Mientras intentaba ponerle la armadura a Shaka de Virgo de los “Caballeros del Zodiaco” que me regaló mi tío Carlos por navidad, escuché unos ruidos que venían del parque. Alcé la mirada y vi a un niño golpeando una varita de madera contra un árbol en el parque frente a mi casa.  Dudé en acercarme, pero la curiosidad me ganó. Con cuidado al cruzar la pista y de no alejarme demasiado, fui a darle el alcance.

— Pensé que nunca vendrías. Me llamo Jonathan — dijo el niño apenas me vio llegar, sin dejar de golpear su vara de madera contra el árbol.
— ¿Qué estás haciendo? — pregunté por algo de timidez.
— Intento romper esta madera para que quede en punta y armarme con algo. Estamos en peligro. Me he mudado recién con mi mamá y debo protegerla.
— ¿Protegerla de qué?
— Ves esa especie de montaña, niño — dijo Jonathan, refiriéndose a la Huaca Mateo Salado en el distrito de Pueblo Libre.
— Sí, mi mamá me dice que no vaya allí. Que me puedo hacer daño.
— Tu mamá tiene razón. Es peligroso. Hay una bruja allí y voy a cazarla.


Febrero 1999:

Jonathan y yo nos volvimos muy buenos amigos. Fue muy divertido saber que nos llamábamos igual. Ambos de alguna forma, creíamos que eso jamás nos iría a pasar. Nos encantaba jugar con los autos de carrera que él tenía o ir al parque con mi pelota.
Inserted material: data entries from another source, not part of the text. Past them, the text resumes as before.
//! Base trait and wire types for completion providers

use async_trait::async_trait;
use serde::{Deserialize, Serialize};
use thiserror::Error;

/// Error type for provider operations
#[derive(Error, Debug)]
pub enum ProviderError {
    #[error("HTTP request failed: {0}")]
    HttpError(#[from] reqwest::Error),

    #[error("JSON parsing failed: {0}")]
    JsonError(#[from] serde_json::Error),

    #[error("Invalid response: {0}")]
    InvalidResponse(String),

    #[error("API error ({status}): {message}")]
    ApiError { status: u16, message: String },

    #[error("Configuration error: {0}")]
    ConfigError(String),
}

impl ProviderError {
    /// True for errors raised before any network attempt
    pub fn is_configuration(&self) -> bool {
        matches!(self, ProviderError::ConfigError(_))
    }
}

pub type ProviderResult<T> = Result<T, ProviderError>;

/// Author of a turn
#[derive(Debug, Clone, Copy, PartialEq, Eq, Hash, Serialize, Deserialize)]
#[serde(rename_all = "lowercase")]
pub enum Role {
    User,
    Assistant,
}

impl Role {
    pub fn as_str(&self) -> &'static str {
        match self {
            Role::User => "user",
            Role::Assistant => "assistant",
        }
    }
}

impl std::fmt::Display for Role {
    fn fmt(&self, f: &mut std::fmt::Formatter<'_>) -> std::fmt::Result {
        f.write_str(self.as_str())
    }
}

/// One conversation entry as sent to the endpoint
#[derive(Debug, Clone, PartialEq, Eq, Serialize, Deserialize)]
pub struct Turn {
    pub role: Role,
    pub content: String,
}

impl Turn {
    pub fn new(role: Role, content: impl Into<String>) -> Self {
        Self {
            role,
            content: content.into(),
        }
    }

    pub fn user(content: impl Into<String>) -> Self {
        Self::new(Role::User, content)
    }

    pub fn assistant(content: impl Into<String>) -> Self {
        Self::new(Role::Assistant, content)
    }
}

/// A full completion request
#[derive(Debug, Clone, PartialEq, Serialize)]
pub struct CompletionRequest {
    pub model: String,
    pub max_tokens: u32,
    pub temperature: f32,
    pub system: String,
    pub messages: Vec<Turn>,
}

/// A block of response content, discriminated by its `type` field
#[derive(Debug, Clone, PartialEq, Eq, Deserialize)]
#[serde(tag = "type", rename_all = "snake_case")]
pub enum ContentBlock {
    Text { text: String },
    /// Any kind this client does not render (tool use, thinking, ...)
    #[serde(other)]
    Other,
}

/// Response from a completion provider
#[derive(Debug, Clone, Default, PartialEq, Eq)]
pub struct CompletionResponse {
    pub content: Vec<ContentBlock>,
    pub stop_reason: Option<String>,
}

impl CompletionResponse {
    /// Response holding a single text block
    pub fn text(text: impl Into<String>) -> Self {
        Self {
            content: vec![ContentBlock::Text { text: text.into() }],
            stop_reason: Some("end_turn".to_string()),
        }
    }

    /// Decode a response body leniently.
    ///
    /// A missing or non-array `content` yields no blocks, and blocks that do
    /// not decode become [`ContentBlock::Other`].
    pub fn from_value(value: &serde_json::Value) -> Self {
        let content = value
            .get("content")
            .and_then(serde_json::Value::as_array)
            .map(|blocks| {
                blocks
                    .iter()
                    .map(|block| {
                        ContentBlock::deserialize(block).unwrap_or(ContentBlock::Other)
                    })
                    .collect()
            })
            .unwrap_or_default();

        let stop_reason = value
            .get("stop_reason")
            .and_then(serde_json::Value::as_str)
            .map(ToString::to_string);

        Self {
            content,
            stop_reason,
        }
    }

    /// Text of the first text block, or `""` when there is none
    pub fn first_text(&self) -> &str {
        self.content
            .iter()
            .find_map(|block| match block {
                ContentBlock::Text { text } => Some(text.as_str()),
                ContentBlock::Other => None,
            })
            .unwrap_or("")
    }
}

/// Trait for completion providers
#[async_trait]
pub trait CompletionProvider: Send + Sync {
    /// Send one completion request and wait for the full reply
    async fn complete(&self, request: CompletionRequest) -> ProviderResult<CompletionResponse>;

    /// Short provider name for logs
    fn name(&self) -> &str;
}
Pero si había algo que realmente lo obsesionaba, era la leyenda de “La bruja Elena”. No había día que mi amigo no hablara de eso y que no planeara la forma de escabullirse de noche de su casa y atraparla. Según él, a las tres de la mañana, ella aparecía. Quizá mi error fue no preguntar más y simplemente asumir que era producto de su imaginación. No pensé que mi mamá y su mamá se harían amigas también, ni que una noche, tras ellas salir juntas, yo me quedaría a dormir en su casa, supuestamente cuidados por el novio de su mamá, que desde que llegó, se quedó dormido en el sofá de la sala.

— Despierta Jhonnattan con doble T — escuché de pronto en medio de la noche.

No veía nada, hasta que la luz de una linterna se prendió en mi cara, acabando bruscamente con la oscuridad de la noche.  Era mi tocayo.

— Vamos rápido. Es hoy o nunca. Tengo mi resortera, la linterna de mi mamá y las llaves de la casa. He afilado un par de varas. Esas serán tus armas. Hoy atraparemos a la bruja para que no vuelva a molestarme por las noches.

Cogí dos varas entre dormido y despierto. Y sin decir nada, seguí a Jonathan. No fue difícil salir de la casa. El novio de su mamá dormía como un tronco.

Ambos en pijama y armados con resorteras, varas y piedras, fuimos hasta el parque de la cuadra, dispuestos a subir a la Huaca. Son esas decisiones en la vida que te atrapan y te abren paso a un portal, que, aunque pueda haber retorno, no regresas siendo el mismo.